Dependencies and Setup

pip install langgraph langchain-openai langchain-community tavily-python arxiv

You'll need API keys for:

OpenAI (or any LangChain-compatible LLM) — GPT-4o works best for synthesis tasks
Tavily — purpose-built search API for AI agents (free tier: 1000 queries/month)
ArXiv — free, no key needed, but rate-limited

import os
os.environ["OPENAI_API_KEY"] = "sk-..."
os.environ["TAVILY_API_KEY"] = "tvly-..."

Defining the Agent State

The state is the backbone of any LangGraph agent. Every node reads from it and writes to it. Getting this right determines whether your agent works or turns into spaghetti.

import operator
from typing import Annotated, TypedDict, Literal
from langchain_core.pydantic_v1 import BaseModel, Field


class SubQuery(BaseModel):
    """A decomposed sub-question with its rationale."""
    question: str = Field(description="The specific sub-question")
    rationale: str = Field(description="Why this sub-question matters")
    search_type: Literal["web", "paper", "both"] = Field(
        description="Which search strategy to use"
    )


class Source(BaseModel):
    """A tracked source with content and metadata."""
    url: str = ""
    title: str = ""
    content: str = ""
    source_type: Literal["web", "paper"] = "web"
    relevance_score: float = 0.0
    citation_key: str = ""  # e.g., "Smith2024" or "[1]"


class Finding(BaseModel):
    """A synthesized finding from one or more sources."""
    claim: str
    evidence: list[str]
    source_keys: list[str]
    confidence: Literal["high", "medium", "low"]

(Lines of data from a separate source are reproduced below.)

use anyhow::{anyhow, Result};
use async_trait::async_trait;
use echonow_cortex::core::config::HistoricalConfig;
use echonow_cortex::core::llm::{CompletionClient, CompletionRequest};
use echonow_cortex::core::models::{word_count, ContentCategory, GenerationRequest};
use echonow_cortex::core::{ContentGenerator, HistoricalComparator};
use serde_json::json;
use std::sync::atomic::{AtomicUsize, Ordering};
use std::sync::Arc;

/// Answers article prompts with a fixed JSON envelope and historical
/// searches with three parallels of mixed relevance.
struct EnvelopeClient {
    category: &'static str,
    calls: AtomicUsize,
}

impl EnvelopeClient {
    fn new(category: &'static str) -> Self {
        Self {
            category,
            calls: AtomicUsize::new(0),
        }
    }
}

#[async_trait]
impl CompletionClient for EnvelopeClient {
    async fn complete(&self, request: CompletionRequest) -> Result<String> {
        self.calls.fetch_add(1, Ordering::SeqCst);
        if request.prompt.starts_with("Write a news article") {
            let paragraph = "Hospitals are testing diagnostic models that read scans and flag anomalies for radiologists to review. ";
            return Ok(format!(
                "```json\n{}\n```",
                json!({
                    "title": "AI in healthcare moves from pilots to wards",
                    "content": paragraph.repeat(30),
                    "summary": "Diagnostic models are entering routine hospital use.",
                    "tags": ["ai", "health"],
                    "category": self.category,
                    "keyPoints": ["Regulators ask for audits", "Radiologists keep the final say"],
                    "sources": ["https://example.org/report"]
                })
            ));
        }
        if request.prompt.contains("historical events") {
            return Ok(json!({"parallels": [
                {"title": "Introduction of X-ray imaging", "year": 1896, "description": "New imaging changed diagnosis.", "relevanceScore": 0.9, "sources": ["https://example.org/xray"]},
                {"title": "Telegraph", "year": 1844, "description": "Communication shift.", "relevanceScore": 0.4},
                {"title": "Computerized tomography", "year": 1971, "description": "Machines assisted radiology.", "relevanceScore": 0.7}
            ]})
            .to_string());
        }
        Err(anyhow!("unexpected prompt"))
    }
}

fn generator(client: Arc<EnvelopeClient>) -> ContentGenerator {
    let historian = Arc::new(HistoricalComparator::new(
        client.clone(),
        HistoricalConfig::default(),
        "en-US",
    ));
    ContentGenerator::new(client, historian, "en-US")
}

fn healthcare_request() -> GenerationRequest {
    serde_json::from_value(json!({
        "topic": "AI in healthcare",
        "type": "article",
        "style": "neutral",
        "length": "medium"
    }))
    .unwrap()
}

#[tokio::test]
async fn healthcare_article_end_to_end() {
    let client = Arc::new(EnvelopeClient::new("Saúde"));
    let article = generator(client.clone())
        .generate_article(&healthcare_request())
        .await
        .unwrap();

    let words = word_count(&article.content) as u32;
    assert_eq!(article.read_time, words.div_ceil(200));
    assert!(ContentCategory::ALL.contains(&article.category));
    assert_eq!(article.category, ContentCategory::Saude);
    assert!((0.0..=1.0).contains(&article.bias_score));

    let parallels = article.historical_parallels.unwrap();
    let years: Vec<i32> = parallels.iter().map(|p| p.year).collect();
    assert_eq!(years, vec![1896, 1971]);
    assert_eq!(parallels[0].source_url.as_deref(), Some("https://example.org/xray"));

    assert_eq!(client.calls.load(Ordering::SeqCst), 2);
}

#[tokio::test]
async fn unlisted_category_falls_back_to_geral() {
    let client = Arc::new(EnvelopeClient::new("Astrologia"));
    let article = generator(client)
        .generate_article(&healthcare_request())
        .await
        .unwrap();
    assert_eq!(article.category, ContentCategory::Geral);

    let json = serde_json::to_value(&article).unwrap();
    assert_eq!(json["category"], "Geral");
    assert!(json["readTime"].is_u64());
}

class ResearchState(TypedDict):
    # Input
    research_question: str

    # Decomposition
    sub_queries: list[SubQuery]

    # Accumulated sources — using Annotated with operator.add
    # so multiple nodes can append without overwriting each other
    web_sources: Annotated[list[Source], operator.add]
    paper_sources: Annotated[list[Source], operator.add]

    # Synthesis
    findings: list[Finding]
    contradictions: list[str]
    gaps: list[str]

    # Output
    report: str
    bibliography: list[Source]

    # Control flow
    iteration: int
    max_iterations: int

The Annotated[list[Source], operator.add] pattern is critical. It tells LangGraph that when multiple nodes write to web_sources concurrently, their outputs should be appended rather than one overwriting the other. This is what makes parallel search branches work.

Node 1: Query Decomposition

The first node breaks a research question into targeted sub-queries. This matters more than people think — a question like "What are the impacts of large language models on software engineering?" has at least four distinct angles that need separate searches.

from langchain_openai import ChatOpenAI
from langchain_core.messages import HumanMessage, SystemMessage

llm = ChatOpenAI(model="gpt-4o", temperature=0)
structured_llm = llm.with_structured_output(SubQuery)


def decompose_query(state: ResearchState) -> dict:
    """Break the research question into sub-queries for targeted search."""
    question = state["research_question"]

    decomposition_prompt = f"""You are a research planning expert. Given the following research question,
decompose it into 3-6 specific sub-questions that, when answered together, 
will provide a comprehensive response.

Research Question: {question}

For each sub-question, specify:
1. The precise question to search for
2. Why it's necessary for answering the main question  
3. Whether it's best answered by web search (recent news, practical info, 
   industry data), academic papers (peer-reviewed research, methodologies, 
   theoretical frameworks), or both

Focus on sub-questions that are:
- Specific enough to get useful search results
- Different enough to cover distinct aspects
- Ordered from foundational to advanced"""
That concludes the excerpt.